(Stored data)

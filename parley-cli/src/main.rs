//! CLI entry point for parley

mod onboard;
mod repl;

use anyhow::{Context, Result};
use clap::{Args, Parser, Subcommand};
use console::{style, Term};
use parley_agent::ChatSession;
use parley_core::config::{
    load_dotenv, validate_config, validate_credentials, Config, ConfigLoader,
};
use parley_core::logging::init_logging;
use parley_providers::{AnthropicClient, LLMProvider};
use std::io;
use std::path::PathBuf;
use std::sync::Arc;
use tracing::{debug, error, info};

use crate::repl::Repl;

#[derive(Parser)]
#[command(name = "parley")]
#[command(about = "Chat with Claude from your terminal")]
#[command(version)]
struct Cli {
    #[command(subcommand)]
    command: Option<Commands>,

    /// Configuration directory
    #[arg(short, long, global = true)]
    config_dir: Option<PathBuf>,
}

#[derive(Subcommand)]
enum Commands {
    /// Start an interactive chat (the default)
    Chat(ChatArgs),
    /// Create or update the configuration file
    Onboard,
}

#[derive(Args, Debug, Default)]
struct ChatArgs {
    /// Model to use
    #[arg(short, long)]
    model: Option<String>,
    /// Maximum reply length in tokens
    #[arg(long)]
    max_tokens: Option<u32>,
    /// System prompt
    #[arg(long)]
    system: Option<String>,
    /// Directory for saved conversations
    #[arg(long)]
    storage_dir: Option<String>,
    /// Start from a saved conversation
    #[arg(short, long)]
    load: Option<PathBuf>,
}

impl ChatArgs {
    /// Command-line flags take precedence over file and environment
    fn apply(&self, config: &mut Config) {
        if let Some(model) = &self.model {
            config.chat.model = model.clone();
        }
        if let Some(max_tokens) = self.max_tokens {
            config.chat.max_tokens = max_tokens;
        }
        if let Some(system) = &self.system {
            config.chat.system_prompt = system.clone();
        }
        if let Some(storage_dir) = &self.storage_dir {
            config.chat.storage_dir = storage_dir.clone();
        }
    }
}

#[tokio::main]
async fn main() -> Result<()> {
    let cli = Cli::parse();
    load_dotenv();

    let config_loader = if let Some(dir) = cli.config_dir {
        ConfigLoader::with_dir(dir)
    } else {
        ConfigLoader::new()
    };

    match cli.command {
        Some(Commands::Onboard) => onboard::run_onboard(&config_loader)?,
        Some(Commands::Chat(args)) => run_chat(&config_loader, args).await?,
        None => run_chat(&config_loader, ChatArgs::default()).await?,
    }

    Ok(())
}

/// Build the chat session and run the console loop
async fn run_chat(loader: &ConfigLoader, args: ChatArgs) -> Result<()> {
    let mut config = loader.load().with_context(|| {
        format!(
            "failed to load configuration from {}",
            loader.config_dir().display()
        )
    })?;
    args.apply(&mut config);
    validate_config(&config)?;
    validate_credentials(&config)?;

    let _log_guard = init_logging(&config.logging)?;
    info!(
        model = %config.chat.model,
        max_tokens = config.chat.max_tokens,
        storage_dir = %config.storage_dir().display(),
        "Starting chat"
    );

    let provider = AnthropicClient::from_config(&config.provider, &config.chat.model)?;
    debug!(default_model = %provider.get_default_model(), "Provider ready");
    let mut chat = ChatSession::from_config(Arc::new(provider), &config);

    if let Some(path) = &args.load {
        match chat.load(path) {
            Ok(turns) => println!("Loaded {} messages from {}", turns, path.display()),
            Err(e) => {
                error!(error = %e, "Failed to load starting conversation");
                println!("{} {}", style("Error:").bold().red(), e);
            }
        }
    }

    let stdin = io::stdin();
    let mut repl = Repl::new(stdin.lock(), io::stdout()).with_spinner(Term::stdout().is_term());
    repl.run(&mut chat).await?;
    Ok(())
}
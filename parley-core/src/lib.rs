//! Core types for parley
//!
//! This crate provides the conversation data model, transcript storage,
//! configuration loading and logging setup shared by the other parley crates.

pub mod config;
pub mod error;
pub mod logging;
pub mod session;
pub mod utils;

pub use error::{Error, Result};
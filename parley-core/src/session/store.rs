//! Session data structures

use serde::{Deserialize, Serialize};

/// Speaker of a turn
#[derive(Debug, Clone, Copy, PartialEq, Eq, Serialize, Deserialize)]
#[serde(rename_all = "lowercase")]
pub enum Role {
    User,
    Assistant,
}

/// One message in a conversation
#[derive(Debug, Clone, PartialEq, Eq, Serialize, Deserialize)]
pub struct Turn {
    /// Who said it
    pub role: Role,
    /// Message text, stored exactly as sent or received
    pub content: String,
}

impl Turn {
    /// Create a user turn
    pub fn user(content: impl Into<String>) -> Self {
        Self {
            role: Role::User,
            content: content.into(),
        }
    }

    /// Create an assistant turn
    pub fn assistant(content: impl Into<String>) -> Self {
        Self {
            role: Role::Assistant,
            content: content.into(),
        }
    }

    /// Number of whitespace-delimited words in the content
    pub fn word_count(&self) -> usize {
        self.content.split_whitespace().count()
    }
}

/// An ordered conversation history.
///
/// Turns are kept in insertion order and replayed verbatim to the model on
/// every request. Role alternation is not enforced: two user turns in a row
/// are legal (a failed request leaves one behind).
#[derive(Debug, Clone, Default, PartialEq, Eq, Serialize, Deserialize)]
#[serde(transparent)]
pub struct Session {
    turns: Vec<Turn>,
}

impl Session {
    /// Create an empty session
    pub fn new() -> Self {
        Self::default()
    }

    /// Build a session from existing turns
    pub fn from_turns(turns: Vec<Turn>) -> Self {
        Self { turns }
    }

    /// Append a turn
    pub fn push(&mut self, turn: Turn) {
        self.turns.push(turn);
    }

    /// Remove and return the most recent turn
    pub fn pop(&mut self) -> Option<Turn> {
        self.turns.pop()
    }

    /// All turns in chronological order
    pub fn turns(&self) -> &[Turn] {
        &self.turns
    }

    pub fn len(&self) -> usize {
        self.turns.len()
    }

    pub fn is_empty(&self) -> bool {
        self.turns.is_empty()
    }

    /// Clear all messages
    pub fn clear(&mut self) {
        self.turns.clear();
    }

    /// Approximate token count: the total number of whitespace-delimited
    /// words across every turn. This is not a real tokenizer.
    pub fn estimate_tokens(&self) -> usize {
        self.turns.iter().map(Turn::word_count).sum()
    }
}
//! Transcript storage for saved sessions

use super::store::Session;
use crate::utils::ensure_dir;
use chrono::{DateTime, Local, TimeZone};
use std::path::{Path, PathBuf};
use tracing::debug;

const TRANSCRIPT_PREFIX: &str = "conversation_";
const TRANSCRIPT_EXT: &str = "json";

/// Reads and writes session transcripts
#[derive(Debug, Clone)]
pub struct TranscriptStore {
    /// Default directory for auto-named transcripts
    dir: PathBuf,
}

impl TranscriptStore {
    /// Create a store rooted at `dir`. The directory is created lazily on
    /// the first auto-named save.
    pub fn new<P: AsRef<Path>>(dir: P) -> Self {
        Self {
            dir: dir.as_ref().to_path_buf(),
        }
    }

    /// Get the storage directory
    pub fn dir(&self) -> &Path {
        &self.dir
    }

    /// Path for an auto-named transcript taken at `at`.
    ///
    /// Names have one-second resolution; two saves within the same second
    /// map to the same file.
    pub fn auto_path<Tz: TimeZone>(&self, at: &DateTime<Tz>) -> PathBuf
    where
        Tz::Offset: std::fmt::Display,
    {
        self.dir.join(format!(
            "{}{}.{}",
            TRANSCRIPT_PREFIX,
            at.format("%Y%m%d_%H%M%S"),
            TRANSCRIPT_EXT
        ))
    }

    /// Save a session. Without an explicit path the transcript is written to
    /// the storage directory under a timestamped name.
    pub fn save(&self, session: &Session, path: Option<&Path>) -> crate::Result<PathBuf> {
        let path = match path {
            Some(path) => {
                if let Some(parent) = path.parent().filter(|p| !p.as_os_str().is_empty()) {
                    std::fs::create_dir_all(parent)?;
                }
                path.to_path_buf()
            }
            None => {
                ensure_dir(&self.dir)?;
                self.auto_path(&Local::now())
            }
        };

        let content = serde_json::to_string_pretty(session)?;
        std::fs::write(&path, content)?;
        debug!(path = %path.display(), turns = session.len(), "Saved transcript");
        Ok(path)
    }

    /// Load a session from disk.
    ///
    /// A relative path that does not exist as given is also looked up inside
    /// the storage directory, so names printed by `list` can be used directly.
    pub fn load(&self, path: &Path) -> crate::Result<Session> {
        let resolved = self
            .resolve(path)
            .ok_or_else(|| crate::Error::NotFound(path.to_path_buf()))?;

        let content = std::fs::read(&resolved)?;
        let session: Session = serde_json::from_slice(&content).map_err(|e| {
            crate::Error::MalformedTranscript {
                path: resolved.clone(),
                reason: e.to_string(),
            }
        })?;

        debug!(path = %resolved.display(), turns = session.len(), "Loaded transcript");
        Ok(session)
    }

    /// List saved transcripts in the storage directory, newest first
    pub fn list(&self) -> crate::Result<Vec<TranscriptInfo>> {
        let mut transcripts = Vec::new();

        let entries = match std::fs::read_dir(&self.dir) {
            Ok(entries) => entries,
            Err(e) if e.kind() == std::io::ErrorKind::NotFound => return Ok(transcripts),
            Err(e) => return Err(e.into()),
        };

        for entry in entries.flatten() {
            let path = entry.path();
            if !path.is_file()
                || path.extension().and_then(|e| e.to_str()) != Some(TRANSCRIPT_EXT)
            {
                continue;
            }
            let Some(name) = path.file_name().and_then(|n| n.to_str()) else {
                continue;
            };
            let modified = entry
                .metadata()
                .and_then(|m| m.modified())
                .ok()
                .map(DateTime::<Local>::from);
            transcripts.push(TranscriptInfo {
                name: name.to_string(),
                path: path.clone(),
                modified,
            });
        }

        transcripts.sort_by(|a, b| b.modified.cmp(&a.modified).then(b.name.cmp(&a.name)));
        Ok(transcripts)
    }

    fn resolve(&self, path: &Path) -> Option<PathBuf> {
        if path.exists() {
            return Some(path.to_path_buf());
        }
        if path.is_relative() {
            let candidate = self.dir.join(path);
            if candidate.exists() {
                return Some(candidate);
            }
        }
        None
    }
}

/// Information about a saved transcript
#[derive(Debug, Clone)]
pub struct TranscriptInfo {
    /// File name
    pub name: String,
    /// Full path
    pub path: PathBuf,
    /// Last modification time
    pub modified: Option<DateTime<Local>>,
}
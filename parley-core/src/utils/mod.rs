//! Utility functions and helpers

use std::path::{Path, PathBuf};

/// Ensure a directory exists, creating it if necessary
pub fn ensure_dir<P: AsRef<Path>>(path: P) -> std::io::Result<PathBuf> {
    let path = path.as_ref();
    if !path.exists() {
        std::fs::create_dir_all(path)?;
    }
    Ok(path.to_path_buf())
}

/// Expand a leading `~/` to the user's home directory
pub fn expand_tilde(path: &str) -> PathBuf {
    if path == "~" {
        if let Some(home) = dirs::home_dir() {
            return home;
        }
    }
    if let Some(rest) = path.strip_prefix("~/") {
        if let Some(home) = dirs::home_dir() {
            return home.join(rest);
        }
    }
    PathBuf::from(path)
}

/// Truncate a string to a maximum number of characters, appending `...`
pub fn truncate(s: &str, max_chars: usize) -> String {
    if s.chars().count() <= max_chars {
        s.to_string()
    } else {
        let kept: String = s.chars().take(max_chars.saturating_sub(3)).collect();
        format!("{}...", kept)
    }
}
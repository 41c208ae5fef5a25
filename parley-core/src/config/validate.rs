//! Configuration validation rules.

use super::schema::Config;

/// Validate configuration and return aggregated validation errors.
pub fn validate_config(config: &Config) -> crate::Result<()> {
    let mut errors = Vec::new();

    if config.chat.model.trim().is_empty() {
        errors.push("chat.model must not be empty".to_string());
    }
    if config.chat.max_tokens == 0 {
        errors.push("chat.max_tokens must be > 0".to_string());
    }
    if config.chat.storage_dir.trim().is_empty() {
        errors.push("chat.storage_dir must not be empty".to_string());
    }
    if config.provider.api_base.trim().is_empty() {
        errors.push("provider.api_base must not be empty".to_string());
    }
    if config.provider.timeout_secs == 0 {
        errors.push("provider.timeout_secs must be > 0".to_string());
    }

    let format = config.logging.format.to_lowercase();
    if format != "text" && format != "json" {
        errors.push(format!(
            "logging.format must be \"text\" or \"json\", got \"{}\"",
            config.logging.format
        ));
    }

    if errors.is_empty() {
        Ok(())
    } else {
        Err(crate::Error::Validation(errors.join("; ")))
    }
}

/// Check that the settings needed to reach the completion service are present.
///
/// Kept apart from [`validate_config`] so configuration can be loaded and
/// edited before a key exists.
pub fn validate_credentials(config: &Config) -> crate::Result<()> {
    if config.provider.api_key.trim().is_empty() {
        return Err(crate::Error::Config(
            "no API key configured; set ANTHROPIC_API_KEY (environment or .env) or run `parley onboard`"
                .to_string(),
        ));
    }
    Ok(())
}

...

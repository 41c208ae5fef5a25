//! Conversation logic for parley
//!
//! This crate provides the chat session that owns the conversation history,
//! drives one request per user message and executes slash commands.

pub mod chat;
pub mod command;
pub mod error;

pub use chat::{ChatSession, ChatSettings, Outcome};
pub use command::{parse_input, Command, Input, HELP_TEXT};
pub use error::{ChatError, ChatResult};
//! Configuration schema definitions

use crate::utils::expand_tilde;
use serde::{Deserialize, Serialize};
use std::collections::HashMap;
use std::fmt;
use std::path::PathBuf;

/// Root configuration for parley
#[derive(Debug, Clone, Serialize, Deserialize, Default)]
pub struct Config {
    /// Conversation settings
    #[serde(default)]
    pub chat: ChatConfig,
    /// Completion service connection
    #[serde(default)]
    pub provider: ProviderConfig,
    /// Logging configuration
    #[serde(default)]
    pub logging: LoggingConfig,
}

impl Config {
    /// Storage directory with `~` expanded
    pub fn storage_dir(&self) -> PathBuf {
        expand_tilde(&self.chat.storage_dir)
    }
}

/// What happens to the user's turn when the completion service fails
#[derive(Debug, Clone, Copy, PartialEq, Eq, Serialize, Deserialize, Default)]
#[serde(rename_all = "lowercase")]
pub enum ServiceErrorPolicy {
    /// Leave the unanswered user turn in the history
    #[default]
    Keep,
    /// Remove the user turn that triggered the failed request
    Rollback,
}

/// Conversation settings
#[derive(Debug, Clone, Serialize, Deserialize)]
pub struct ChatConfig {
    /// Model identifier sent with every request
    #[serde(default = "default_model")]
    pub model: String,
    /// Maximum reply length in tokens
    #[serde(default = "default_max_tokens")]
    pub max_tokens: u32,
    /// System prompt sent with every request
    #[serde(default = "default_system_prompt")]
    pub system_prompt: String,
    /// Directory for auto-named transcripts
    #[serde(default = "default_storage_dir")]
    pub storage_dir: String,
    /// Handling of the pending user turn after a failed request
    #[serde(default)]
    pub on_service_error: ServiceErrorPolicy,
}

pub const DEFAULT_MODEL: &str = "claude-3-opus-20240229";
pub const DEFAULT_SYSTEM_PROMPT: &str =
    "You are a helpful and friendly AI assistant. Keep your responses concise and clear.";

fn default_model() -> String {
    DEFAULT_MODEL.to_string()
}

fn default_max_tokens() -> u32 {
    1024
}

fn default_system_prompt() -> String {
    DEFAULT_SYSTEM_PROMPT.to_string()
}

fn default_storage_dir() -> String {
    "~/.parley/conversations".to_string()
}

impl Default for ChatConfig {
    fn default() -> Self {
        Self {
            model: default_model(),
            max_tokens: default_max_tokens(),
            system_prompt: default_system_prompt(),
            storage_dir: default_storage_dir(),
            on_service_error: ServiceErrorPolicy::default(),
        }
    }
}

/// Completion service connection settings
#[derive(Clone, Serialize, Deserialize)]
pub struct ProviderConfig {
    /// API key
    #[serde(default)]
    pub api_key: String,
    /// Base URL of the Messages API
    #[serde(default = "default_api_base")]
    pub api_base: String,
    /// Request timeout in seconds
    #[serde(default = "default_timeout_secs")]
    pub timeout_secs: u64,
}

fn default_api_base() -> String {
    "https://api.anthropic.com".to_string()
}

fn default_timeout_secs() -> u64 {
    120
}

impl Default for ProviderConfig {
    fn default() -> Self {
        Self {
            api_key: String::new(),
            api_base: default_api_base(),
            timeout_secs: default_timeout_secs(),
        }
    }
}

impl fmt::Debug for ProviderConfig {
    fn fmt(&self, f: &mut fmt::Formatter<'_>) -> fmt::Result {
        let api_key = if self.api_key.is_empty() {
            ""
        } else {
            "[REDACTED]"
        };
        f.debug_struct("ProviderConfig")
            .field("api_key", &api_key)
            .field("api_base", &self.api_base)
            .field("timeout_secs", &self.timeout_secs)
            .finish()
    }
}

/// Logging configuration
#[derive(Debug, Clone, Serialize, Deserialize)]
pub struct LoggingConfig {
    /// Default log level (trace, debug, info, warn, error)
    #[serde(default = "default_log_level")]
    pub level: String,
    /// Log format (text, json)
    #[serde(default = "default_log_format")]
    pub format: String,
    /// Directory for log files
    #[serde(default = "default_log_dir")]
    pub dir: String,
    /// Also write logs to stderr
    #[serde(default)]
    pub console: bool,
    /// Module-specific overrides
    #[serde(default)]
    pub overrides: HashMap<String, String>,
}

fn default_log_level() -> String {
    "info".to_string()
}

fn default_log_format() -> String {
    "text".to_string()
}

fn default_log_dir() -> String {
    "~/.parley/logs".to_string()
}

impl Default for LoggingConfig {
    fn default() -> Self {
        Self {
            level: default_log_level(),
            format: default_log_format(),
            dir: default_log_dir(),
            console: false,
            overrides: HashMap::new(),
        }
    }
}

- Work instructions
All that belongs in your answer is the stretch of entries above from the line with "prompt sent with every request" through the line with "are a helpful", printed exactly.

- The completed task
    /// System prompt sent with every request
    #[serde(default = "default_system_prompt")]
    pub system_prompt: String,
    /// Directory for auto-named transcripts
    #[serde(default = "default_storage_dir")]
    pub storage_dir: String,
    /// Handling of the pending user turn after a failed request
    #[serde(default)]
    pub on_service_error: ServiceErrorPolicy,
}

pub const DEFAULT_MODEL: &str = "claude-3-opus-20240229";
pub const DEFAULT_SYSTEM_PROMPT: &str =
    "You are a helpful and friendly AI assistant. Keep your responses concise and clear.";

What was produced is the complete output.